## Exercise details
Reproduce the line containing "let mut ticker = interval_at(Instant::now()" and every line after it through the end of the records. Include nothing else.

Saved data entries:
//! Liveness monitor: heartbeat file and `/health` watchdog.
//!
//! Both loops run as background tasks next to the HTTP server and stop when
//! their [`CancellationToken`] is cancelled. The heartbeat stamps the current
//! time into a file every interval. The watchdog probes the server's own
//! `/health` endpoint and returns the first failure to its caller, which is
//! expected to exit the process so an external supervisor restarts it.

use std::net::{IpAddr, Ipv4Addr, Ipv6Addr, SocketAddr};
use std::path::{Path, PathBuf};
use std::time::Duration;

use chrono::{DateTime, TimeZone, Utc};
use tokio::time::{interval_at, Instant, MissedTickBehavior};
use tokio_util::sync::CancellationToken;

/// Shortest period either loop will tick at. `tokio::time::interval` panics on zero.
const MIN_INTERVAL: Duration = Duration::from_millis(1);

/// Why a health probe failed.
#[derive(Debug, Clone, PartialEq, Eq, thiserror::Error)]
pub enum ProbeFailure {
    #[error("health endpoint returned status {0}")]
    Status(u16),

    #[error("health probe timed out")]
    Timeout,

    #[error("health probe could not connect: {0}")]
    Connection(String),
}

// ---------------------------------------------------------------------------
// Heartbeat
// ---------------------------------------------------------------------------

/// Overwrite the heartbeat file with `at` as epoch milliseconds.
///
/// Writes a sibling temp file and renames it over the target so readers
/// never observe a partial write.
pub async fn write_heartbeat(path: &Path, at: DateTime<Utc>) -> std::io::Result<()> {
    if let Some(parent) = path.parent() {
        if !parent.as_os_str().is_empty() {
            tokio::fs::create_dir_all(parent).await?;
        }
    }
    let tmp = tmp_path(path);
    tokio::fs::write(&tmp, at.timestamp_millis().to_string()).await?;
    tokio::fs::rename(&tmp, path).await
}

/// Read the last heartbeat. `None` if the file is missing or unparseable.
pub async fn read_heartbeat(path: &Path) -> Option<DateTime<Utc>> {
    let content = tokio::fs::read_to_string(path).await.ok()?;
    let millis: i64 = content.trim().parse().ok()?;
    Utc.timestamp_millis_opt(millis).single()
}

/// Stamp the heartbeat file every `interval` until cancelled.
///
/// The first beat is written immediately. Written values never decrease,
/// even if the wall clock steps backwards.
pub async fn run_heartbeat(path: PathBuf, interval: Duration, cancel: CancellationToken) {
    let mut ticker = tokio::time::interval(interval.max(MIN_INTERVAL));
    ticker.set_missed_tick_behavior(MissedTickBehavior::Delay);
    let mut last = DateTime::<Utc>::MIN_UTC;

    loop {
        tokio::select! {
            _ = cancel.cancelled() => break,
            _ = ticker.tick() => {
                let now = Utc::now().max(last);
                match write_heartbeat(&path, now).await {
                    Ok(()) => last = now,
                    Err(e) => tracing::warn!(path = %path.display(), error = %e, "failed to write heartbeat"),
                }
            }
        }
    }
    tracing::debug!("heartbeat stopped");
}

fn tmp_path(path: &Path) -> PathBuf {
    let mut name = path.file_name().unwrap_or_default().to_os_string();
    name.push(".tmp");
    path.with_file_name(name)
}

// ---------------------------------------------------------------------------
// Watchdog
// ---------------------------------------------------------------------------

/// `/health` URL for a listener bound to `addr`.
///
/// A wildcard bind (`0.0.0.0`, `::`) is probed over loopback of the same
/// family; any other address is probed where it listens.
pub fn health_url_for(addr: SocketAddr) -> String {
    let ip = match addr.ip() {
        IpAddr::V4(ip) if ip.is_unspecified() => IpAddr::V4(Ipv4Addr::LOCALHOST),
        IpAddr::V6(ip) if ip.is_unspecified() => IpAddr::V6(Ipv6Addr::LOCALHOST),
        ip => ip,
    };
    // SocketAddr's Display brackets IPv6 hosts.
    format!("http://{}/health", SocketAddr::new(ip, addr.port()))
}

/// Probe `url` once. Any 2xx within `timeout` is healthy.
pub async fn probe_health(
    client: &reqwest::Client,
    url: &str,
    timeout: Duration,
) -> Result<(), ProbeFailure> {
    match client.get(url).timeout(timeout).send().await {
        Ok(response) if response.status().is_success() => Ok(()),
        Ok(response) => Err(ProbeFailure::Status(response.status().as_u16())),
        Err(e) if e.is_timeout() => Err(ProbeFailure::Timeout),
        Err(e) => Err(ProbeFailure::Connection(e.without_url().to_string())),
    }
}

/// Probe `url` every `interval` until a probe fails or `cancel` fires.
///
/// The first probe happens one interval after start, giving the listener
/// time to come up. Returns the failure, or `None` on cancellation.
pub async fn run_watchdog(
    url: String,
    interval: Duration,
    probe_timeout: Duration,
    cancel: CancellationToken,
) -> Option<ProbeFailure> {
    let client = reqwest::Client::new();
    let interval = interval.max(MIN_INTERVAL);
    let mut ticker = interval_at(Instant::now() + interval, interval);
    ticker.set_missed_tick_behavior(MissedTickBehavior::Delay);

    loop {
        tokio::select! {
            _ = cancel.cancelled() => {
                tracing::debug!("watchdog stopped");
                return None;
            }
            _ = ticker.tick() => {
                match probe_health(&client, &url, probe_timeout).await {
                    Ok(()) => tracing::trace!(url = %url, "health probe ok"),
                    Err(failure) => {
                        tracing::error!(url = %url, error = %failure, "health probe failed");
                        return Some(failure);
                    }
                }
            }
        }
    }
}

## Task output
    let mut ticker = interval_at(Instant::now() + interval, interval);
    ticker.set_missed_tick_behavior(MissedTickBehavior::Delay);

    loop {
        tokio::select! {
            _ = cancel.cancelled() => {
                tracing::debug!("watchdog stopped");
                return None;
            }
            _ = ticker.tick() => {
                match probe_health(&client, &url, probe_timeout).await {
                    Ok(()) => tracing::trace!(url = %url, "health probe ok"),
                    Err(failure) => {
                        tracing::error!(url = %url, error = %failure, "health probe failed");
                        return Some(failure);
                    }
                }
            }
        }
    }
}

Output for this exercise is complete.